### TASK OBJECTIVE
I need every line that includes the word "descs" copied from the material.

--- --- ---

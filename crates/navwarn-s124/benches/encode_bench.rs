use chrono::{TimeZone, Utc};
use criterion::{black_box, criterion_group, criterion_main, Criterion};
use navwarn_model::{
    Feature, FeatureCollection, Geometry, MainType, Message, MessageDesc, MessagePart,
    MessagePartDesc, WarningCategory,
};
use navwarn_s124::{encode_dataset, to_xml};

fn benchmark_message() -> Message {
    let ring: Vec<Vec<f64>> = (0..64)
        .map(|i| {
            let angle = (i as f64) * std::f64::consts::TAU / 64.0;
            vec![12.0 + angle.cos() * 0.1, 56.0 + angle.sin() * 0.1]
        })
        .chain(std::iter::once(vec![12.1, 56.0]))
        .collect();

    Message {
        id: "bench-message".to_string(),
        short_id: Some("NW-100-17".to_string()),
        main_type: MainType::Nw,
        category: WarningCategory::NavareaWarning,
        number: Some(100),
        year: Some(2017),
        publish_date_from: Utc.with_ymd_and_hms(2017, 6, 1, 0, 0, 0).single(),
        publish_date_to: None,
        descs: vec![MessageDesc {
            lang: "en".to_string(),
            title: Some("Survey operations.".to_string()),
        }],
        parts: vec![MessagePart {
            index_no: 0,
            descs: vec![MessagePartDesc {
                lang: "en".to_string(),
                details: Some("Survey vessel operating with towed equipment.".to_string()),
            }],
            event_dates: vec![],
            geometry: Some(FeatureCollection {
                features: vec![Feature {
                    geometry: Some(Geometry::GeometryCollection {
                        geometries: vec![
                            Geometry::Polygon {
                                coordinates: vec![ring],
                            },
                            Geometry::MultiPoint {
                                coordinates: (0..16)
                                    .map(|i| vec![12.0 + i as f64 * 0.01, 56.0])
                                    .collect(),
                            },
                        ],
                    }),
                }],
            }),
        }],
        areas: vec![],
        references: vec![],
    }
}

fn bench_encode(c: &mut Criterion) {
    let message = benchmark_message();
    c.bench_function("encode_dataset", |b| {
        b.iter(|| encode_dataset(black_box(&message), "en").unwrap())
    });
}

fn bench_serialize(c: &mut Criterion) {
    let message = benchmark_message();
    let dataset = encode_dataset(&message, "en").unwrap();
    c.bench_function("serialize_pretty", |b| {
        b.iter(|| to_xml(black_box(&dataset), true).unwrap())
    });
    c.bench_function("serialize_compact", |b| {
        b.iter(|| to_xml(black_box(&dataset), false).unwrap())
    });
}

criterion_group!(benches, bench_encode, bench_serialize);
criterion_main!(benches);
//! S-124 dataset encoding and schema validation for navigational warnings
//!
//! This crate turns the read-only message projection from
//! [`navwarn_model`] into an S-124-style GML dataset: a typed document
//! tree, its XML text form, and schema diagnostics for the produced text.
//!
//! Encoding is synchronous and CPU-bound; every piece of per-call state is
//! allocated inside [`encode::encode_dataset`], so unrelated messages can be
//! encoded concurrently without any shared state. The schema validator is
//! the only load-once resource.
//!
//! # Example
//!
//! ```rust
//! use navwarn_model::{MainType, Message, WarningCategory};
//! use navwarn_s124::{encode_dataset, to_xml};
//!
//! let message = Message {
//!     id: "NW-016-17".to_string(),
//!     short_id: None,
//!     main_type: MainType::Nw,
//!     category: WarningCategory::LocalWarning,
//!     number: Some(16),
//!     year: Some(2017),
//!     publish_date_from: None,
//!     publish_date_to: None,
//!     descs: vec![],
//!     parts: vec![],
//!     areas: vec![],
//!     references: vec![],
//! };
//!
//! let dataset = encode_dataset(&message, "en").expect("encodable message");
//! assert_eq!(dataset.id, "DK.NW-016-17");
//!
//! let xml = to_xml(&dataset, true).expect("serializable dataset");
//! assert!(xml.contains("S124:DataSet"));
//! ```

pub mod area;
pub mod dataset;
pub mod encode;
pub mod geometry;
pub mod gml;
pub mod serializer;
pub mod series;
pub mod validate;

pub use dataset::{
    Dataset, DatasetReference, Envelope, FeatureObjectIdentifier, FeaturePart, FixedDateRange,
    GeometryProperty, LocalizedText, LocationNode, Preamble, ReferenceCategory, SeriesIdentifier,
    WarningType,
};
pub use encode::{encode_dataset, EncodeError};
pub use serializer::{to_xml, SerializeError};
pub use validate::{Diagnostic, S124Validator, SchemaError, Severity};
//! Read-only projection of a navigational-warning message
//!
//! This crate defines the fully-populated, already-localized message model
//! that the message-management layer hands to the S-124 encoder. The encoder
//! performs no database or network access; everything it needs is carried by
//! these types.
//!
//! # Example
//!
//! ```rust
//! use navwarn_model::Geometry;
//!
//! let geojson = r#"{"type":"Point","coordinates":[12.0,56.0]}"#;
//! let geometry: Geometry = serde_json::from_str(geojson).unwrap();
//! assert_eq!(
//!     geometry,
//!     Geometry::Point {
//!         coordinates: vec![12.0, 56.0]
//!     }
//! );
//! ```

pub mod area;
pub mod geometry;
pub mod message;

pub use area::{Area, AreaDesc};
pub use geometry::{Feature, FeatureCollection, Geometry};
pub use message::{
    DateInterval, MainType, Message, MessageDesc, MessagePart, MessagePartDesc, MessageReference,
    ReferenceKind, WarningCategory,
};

--- --- ---

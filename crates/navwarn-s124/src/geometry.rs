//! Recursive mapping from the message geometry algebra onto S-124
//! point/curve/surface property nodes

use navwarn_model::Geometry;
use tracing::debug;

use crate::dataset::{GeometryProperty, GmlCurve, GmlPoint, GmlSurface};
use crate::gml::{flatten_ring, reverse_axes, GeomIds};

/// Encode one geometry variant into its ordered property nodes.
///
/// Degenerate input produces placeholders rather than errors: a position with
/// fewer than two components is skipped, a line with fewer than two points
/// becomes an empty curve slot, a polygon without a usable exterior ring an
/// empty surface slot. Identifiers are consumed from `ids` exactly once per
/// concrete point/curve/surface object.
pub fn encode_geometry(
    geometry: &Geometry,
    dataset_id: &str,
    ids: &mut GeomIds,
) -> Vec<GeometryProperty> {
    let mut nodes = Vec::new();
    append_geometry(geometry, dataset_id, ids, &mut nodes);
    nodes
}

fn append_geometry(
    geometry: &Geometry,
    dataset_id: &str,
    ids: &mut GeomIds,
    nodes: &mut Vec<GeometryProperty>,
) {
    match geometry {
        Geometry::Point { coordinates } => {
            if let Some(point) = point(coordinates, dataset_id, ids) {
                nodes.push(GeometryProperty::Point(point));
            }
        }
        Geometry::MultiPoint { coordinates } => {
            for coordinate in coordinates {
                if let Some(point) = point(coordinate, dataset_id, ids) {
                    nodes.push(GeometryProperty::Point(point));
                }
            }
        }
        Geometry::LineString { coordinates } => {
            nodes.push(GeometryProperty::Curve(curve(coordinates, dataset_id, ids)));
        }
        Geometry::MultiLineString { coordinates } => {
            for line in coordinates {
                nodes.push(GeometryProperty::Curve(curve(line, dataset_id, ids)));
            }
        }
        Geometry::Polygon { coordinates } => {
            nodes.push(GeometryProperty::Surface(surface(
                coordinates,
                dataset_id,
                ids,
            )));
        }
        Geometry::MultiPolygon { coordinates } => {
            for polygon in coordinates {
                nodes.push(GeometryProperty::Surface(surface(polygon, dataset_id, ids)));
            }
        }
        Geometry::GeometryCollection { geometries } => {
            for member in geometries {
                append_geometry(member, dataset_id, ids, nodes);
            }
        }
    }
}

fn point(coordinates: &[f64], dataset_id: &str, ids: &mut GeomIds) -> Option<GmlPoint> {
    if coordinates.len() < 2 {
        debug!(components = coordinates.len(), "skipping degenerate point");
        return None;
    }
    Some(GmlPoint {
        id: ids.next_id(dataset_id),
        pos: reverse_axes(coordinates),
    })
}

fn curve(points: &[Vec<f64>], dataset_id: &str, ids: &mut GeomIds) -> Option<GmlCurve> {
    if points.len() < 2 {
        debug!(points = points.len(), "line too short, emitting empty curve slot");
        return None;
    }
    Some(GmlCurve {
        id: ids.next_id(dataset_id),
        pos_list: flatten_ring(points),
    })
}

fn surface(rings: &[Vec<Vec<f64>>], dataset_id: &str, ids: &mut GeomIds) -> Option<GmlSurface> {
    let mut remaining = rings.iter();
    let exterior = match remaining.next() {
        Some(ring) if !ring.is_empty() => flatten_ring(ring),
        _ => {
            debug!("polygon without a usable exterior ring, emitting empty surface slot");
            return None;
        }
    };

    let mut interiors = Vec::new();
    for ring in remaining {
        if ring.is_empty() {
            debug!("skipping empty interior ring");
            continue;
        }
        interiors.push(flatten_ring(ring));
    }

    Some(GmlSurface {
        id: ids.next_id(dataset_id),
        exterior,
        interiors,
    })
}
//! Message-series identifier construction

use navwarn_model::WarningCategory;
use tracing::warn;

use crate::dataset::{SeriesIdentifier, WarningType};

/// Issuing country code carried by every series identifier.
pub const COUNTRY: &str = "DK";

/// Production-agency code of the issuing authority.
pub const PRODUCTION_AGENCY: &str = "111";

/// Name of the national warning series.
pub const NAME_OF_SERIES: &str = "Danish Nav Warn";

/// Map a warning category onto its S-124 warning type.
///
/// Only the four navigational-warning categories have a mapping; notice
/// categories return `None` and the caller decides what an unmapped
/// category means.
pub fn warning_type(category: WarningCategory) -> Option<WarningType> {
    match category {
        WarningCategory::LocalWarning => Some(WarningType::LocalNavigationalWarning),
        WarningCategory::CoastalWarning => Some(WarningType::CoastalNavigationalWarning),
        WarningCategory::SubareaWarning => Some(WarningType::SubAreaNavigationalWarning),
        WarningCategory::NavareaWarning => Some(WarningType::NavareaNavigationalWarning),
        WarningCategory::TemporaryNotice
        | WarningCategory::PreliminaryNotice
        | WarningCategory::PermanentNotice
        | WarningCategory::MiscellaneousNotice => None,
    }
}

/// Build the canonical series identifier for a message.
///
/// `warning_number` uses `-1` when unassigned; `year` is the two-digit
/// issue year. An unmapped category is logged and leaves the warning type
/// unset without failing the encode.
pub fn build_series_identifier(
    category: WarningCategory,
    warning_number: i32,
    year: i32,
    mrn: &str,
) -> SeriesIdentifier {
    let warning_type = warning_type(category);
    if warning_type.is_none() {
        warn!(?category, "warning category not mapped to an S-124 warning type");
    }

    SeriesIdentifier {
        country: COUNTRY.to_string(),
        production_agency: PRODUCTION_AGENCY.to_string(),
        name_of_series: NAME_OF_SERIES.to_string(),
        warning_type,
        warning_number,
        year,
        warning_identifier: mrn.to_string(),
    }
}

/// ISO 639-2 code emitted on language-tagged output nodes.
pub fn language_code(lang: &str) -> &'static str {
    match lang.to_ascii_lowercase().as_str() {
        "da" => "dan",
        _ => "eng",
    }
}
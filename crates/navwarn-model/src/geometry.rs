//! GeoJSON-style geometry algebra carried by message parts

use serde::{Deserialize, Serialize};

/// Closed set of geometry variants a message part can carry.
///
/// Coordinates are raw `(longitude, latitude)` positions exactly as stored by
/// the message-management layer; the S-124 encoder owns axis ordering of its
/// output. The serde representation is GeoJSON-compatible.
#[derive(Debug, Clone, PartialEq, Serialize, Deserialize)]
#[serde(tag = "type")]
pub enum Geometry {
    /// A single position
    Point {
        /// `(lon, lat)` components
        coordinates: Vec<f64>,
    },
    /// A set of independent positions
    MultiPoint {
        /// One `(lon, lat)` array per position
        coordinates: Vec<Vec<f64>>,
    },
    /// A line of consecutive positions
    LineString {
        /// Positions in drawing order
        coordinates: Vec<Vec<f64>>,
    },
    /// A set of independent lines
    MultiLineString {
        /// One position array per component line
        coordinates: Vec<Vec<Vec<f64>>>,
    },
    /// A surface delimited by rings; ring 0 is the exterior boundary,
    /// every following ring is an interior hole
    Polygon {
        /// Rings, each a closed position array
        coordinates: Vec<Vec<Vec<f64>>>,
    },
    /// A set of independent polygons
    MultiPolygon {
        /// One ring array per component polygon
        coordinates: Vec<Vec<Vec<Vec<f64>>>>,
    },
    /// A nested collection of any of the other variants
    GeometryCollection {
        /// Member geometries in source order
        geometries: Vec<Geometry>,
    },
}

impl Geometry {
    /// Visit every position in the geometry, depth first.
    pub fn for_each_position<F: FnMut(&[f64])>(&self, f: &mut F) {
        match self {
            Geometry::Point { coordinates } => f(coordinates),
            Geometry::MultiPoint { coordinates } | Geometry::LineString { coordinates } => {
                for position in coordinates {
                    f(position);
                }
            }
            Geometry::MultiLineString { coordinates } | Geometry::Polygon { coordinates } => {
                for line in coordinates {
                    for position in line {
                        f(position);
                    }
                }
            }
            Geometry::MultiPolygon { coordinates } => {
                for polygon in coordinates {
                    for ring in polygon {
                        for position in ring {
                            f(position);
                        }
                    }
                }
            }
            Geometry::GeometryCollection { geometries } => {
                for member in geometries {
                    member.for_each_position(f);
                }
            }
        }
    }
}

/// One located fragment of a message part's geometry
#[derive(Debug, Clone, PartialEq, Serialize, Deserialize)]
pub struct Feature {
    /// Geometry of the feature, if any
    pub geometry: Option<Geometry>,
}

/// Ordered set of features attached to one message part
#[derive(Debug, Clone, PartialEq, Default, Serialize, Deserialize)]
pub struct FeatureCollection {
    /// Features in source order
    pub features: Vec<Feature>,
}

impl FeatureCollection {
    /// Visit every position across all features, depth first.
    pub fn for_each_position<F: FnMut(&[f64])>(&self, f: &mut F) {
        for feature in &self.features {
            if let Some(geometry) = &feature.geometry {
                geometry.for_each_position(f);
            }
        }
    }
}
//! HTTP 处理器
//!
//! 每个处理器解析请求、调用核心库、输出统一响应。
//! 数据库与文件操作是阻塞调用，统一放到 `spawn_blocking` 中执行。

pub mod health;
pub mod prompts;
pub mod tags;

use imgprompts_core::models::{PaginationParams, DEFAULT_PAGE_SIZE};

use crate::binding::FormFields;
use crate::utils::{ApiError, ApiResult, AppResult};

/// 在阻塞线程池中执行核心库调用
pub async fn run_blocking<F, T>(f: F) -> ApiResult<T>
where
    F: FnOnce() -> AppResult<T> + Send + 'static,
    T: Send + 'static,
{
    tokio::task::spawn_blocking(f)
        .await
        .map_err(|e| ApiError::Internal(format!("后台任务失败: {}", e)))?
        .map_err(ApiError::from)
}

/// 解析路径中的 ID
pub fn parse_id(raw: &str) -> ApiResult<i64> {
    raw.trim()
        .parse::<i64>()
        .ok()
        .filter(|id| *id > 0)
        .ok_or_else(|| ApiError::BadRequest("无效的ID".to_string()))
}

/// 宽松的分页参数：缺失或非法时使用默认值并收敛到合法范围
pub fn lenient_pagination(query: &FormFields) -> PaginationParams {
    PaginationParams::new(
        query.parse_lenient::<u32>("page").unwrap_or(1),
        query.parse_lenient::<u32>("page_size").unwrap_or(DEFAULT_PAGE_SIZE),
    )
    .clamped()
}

--- --- ---

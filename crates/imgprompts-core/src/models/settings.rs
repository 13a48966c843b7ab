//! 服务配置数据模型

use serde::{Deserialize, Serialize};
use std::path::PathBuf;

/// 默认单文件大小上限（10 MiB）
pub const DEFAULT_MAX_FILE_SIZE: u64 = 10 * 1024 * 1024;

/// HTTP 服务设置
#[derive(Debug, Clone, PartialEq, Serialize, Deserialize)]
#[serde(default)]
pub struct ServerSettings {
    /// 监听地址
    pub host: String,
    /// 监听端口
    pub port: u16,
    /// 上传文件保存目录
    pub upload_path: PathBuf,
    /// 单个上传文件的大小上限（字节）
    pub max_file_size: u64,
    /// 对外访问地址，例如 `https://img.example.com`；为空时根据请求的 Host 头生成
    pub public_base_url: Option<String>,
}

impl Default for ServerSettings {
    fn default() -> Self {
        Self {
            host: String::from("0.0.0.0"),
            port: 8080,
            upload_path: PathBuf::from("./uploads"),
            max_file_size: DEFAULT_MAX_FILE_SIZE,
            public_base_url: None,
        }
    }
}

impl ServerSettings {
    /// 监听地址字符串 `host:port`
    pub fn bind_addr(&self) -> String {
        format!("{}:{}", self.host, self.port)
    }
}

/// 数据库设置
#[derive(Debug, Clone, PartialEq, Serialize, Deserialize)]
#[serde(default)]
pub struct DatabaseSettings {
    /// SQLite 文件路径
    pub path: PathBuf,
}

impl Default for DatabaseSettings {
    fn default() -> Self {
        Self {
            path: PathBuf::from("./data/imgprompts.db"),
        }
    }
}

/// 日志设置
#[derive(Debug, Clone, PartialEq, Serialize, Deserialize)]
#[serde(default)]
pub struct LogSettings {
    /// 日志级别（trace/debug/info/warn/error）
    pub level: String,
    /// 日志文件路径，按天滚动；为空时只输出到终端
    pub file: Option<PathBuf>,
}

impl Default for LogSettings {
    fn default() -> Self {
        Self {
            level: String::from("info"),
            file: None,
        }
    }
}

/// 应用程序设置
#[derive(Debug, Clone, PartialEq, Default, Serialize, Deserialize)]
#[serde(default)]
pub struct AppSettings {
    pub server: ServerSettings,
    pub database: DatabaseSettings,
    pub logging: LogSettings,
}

--- --- ---

### RESULT OF THIS TASK
        descs: vec![MessageDesc {
            descs: vec![MessagePartDesc {
//!     descs: vec![],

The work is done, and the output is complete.